Entries shown
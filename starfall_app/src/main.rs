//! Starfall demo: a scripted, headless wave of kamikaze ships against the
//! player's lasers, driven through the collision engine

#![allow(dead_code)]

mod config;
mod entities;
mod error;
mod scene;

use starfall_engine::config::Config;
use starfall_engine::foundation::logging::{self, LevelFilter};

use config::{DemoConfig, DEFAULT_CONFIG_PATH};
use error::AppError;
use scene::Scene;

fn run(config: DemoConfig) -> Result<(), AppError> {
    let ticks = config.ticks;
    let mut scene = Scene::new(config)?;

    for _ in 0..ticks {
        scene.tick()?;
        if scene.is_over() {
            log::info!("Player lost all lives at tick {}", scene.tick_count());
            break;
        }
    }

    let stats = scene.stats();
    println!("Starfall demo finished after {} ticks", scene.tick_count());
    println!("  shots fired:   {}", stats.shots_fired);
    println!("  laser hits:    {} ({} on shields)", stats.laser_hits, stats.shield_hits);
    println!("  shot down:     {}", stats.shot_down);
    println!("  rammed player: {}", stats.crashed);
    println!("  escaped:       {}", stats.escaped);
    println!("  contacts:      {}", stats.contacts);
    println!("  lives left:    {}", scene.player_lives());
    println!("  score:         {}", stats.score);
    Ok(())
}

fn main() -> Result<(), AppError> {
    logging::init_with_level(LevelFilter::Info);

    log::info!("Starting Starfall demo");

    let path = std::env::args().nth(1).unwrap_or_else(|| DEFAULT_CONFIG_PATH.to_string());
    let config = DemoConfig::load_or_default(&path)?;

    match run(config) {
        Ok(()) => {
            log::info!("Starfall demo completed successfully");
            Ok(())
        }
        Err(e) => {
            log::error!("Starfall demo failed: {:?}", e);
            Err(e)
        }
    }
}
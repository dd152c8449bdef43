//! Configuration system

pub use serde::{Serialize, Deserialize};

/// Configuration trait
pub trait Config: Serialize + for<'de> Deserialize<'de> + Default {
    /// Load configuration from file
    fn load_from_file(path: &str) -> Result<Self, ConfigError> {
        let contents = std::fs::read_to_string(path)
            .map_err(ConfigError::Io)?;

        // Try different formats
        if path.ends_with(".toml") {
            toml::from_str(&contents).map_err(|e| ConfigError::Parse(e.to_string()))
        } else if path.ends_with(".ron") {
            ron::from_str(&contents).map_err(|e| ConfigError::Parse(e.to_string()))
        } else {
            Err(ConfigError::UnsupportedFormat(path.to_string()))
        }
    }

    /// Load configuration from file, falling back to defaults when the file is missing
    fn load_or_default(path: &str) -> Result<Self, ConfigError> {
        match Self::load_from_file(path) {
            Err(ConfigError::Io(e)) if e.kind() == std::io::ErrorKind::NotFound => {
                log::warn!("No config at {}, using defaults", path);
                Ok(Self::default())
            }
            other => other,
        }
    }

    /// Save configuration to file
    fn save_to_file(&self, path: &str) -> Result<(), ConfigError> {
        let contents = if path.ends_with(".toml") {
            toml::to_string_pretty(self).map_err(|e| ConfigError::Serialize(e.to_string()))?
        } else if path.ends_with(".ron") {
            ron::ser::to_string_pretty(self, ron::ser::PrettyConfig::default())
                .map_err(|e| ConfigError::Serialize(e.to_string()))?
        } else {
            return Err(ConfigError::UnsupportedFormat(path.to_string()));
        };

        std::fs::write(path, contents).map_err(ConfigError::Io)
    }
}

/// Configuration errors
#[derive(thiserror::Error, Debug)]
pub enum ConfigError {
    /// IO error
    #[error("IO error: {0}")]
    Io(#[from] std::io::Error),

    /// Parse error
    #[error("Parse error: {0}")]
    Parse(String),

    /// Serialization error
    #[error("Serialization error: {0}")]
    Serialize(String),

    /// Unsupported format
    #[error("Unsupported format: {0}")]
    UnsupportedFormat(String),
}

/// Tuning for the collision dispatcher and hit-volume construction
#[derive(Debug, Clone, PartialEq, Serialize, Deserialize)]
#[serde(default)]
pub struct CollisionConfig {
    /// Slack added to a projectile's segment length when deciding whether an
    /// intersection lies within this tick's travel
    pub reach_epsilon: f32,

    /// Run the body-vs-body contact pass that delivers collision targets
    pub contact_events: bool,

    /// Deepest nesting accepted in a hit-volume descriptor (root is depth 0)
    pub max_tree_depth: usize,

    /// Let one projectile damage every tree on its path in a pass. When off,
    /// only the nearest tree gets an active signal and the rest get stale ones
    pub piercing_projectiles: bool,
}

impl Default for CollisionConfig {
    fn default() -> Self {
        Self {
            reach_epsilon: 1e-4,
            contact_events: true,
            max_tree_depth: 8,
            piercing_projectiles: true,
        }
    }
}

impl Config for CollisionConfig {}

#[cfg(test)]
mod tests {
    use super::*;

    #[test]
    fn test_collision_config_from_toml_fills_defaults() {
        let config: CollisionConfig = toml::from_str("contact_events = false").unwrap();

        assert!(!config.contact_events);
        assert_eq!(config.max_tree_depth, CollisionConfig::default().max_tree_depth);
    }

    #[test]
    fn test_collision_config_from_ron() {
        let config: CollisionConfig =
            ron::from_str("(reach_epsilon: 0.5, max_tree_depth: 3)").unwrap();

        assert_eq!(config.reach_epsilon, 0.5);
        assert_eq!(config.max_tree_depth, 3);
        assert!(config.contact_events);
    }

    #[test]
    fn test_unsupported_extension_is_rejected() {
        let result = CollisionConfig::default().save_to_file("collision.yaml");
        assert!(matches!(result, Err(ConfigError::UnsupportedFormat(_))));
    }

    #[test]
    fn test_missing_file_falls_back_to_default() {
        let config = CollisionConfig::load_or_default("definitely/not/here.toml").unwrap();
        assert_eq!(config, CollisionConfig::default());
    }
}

Work instruction
Please copy the material above without changing a single word.

Answer to the exercise
filename starfall_app/src/main.rs
//! Starfall demo: a scripted, headless wave of kamikaze ships against the
//! player's lasers, driven through the collision engine

#![allow(dead_code)]

mod config;
mod entities;
mod error;
mod scene;

use starfall_engine::config::Config;
use starfall_engine::foundation::logging::{self, LevelFilter};

use config::{DemoConfig, DEFAULT_CONFIG_PATH};
use error::AppError;
use scene::Scene;

fn run(config: DemoConfig) -> Result<(), AppError> {
    let ticks = config.ticks;
    let mut scene = Scene::new(config)?;

    for _ in 0..ticks {
        scene.tick()?;
        if scene.is_over() {
            log::info!("Player lost all lives at tick {}", scene.tick_count());
            break;
        }
    }

    let stats = scene.stats();
    println!("Starfall demo finished after {} ticks", scene.tick_count());
    println!("  shots fired:   {}", stats.shots_fired);
    println!("  laser hits:    {} ({} on shields)", stats.laser_hits, stats.shield_hits);
    println!("  shot down:     {}", stats.shot_down);
    println!("  rammed player: {}", stats.crashed);
    println!("  escaped:       {}", stats.escaped);
    println!("  contacts:      {}", stats.contacts);
    println!("  lives left:    {}", scene.player_lives());
    println!("  score:         {}", stats.score);
    Ok(())
}

fn main() -> Result<(), AppError> {
    logging::init_with_level(LevelFilter::Info);

    log::info!("Starting Starfall demo");

    let path = std::env::args().nth(1).unwrap_or_else(|| DEFAULT_CONFIG_PATH.to_string());
    let config = DemoConfig::load_or_default(&path)?;

    match run(config) {
        Ok(()) => {
            log::info!("Starfall demo completed successfully");
            Ok(())
        }
        Err(e) => {
            log::error!("Starfall demo failed: {:?}", e);
            Err(e)
        }
    }
}
repository dd152c8449bdef43
//! Configuration system

pub use serde::{Serialize, Deserialize};

/// Configuration trait
pub trait Config: Serialize + for<'de> Deserialize<'de> + Default {
    /// Load configuration from file
    fn load_from_file(path: &str) -> Result<Self, ConfigError> {
        let contents = std::fs::read_to_string(path)
            .map_err(ConfigError::Io)?;

        // Try different formats
        if path.ends_with(".toml") {
            toml::from_str(&contents).map_err(|e| ConfigError::Parse(e.to_string()))
        } else if path.ends_with(".ron") {
            ron::from_str(&contents).map_err(|e| ConfigError::Parse(e.to_string()))
        } else {
            Err(ConfigError::UnsupportedFormat(path.to_string()))
        }
    }

    /// Load configuration from file, falling back to defaults when the file is missing
    fn load_or_default(path: &str) -> Result<Self, ConfigError> {
        match Self::load_from_file(path) {
            Err(ConfigError::Io(e)) if e.kind() == std::io::ErrorKind::NotFound => {
                log::warn!("No config at {}, using defaults", path);
                Ok(Self::default())
            }
            other => other,
        }
    }

    /// Save configuration to file
    fn save_to_file(&self, path: &str) -> Result<(), ConfigError> {
        let contents = if path.ends_with(".toml") {
            toml::to_string_pretty(self).map_err(|e| ConfigError::Serialize(e.to_string()))?
        } else if path.ends_with(".ron") {
            ron::ser::to_string_pretty(self, ron::ser::PrettyConfig::default())
                .map_err(|e| ConfigError::Serialize(e.to_string()))?
        } else {
            return Err(ConfigError::UnsupportedFormat(path.to_string()));
        };

        std::fs::write(path, contents).map_err(ConfigError::Io)
    }
}

/// Configuration errors
#[derive(thiserror::Error, Debug)]
pub enum ConfigError {
    /// IO error
    #[error("IO error: {0}")]
    Io(#[from] std::io::Error),

    /// Parse error
    #[error("Parse error: {0}")]
    Parse(String),

    /// Serialization error
    #[error("Serialization error: {0}")]
    Serialize(String),

    /// Unsupported format
    #[error("Unsupported format: {0}")]
    UnsupportedFormat(String),
}

/// Tuning for the collision dispatcher and hit-volume construction
#[derive(Debug, Clone, PartialEq, Serialize, Deserialize)]
#[serde(default)]
pub struct CollisionConfig {
    /// Slack added to a projectile's segment length when deciding whether an
    /// intersection lies within this tick's travel
    pub reach_epsilon: f32,

    /// Run the body-vs-body contact pass that delivers collision targets
    pub contact_events: bool,

    /// Deepest nesting accepted in a hit-volume descriptor (root is depth 0)
    pub max_tree_depth: usize,

    /// Let one projectile damage every tree on its path in a pass. When off,
    /// only the nearest tree gets an active signal and the rest get stale ones
    pub piercing_projectiles: bool,
}

impl Default for CollisionConfig {
    fn default() -> Self {
        Self {
            reach_epsilon: 1e-4,
            contact_events: true,
            max_tree_depth: 8,
            piercing_projectiles: true,
        }
    }
}

impl Config for CollisionConfig {}

#[cfg(test)]
mod tests {
    use super::*;

    #[test]
    fn test_collision_config_from_toml_fills_defaults() {
        let config: CollisionConfig = toml::from_str("contact_events = false").unwrap();

        assert!(!config.contact_events);
        assert_eq!(config.max_tree_depth, CollisionConfig::default().max_tree_depth);
    }

    #[test]
    fn test_collision_config_from_ron() {
        let config: CollisionConfig =
            ron::from_str("(reach_epsilon: 0.5, max_tree_depth: 3)").unwrap();

        assert_eq!(config.reach_epsilon, 0.5);
        assert_eq!(config.max_tree_depth, 3);
        assert!(config.contact_events);
    }

    #[test]
    fn test_unsupported_extension_is_rejected() {
        let result = CollisionConfig::default().save_to_file("collision.yaml");
        assert!(matches!(result, Err(ConfigError::UnsupportedFormat(_))));
    }

    #[test]
    fn test_missing_file_falls_back_to_default() {
        let config = CollisionConfig::load_or_default("definitely/not/here.toml").unwrap();
        assert_eq!(config, CollisionConfig::default());
    }
}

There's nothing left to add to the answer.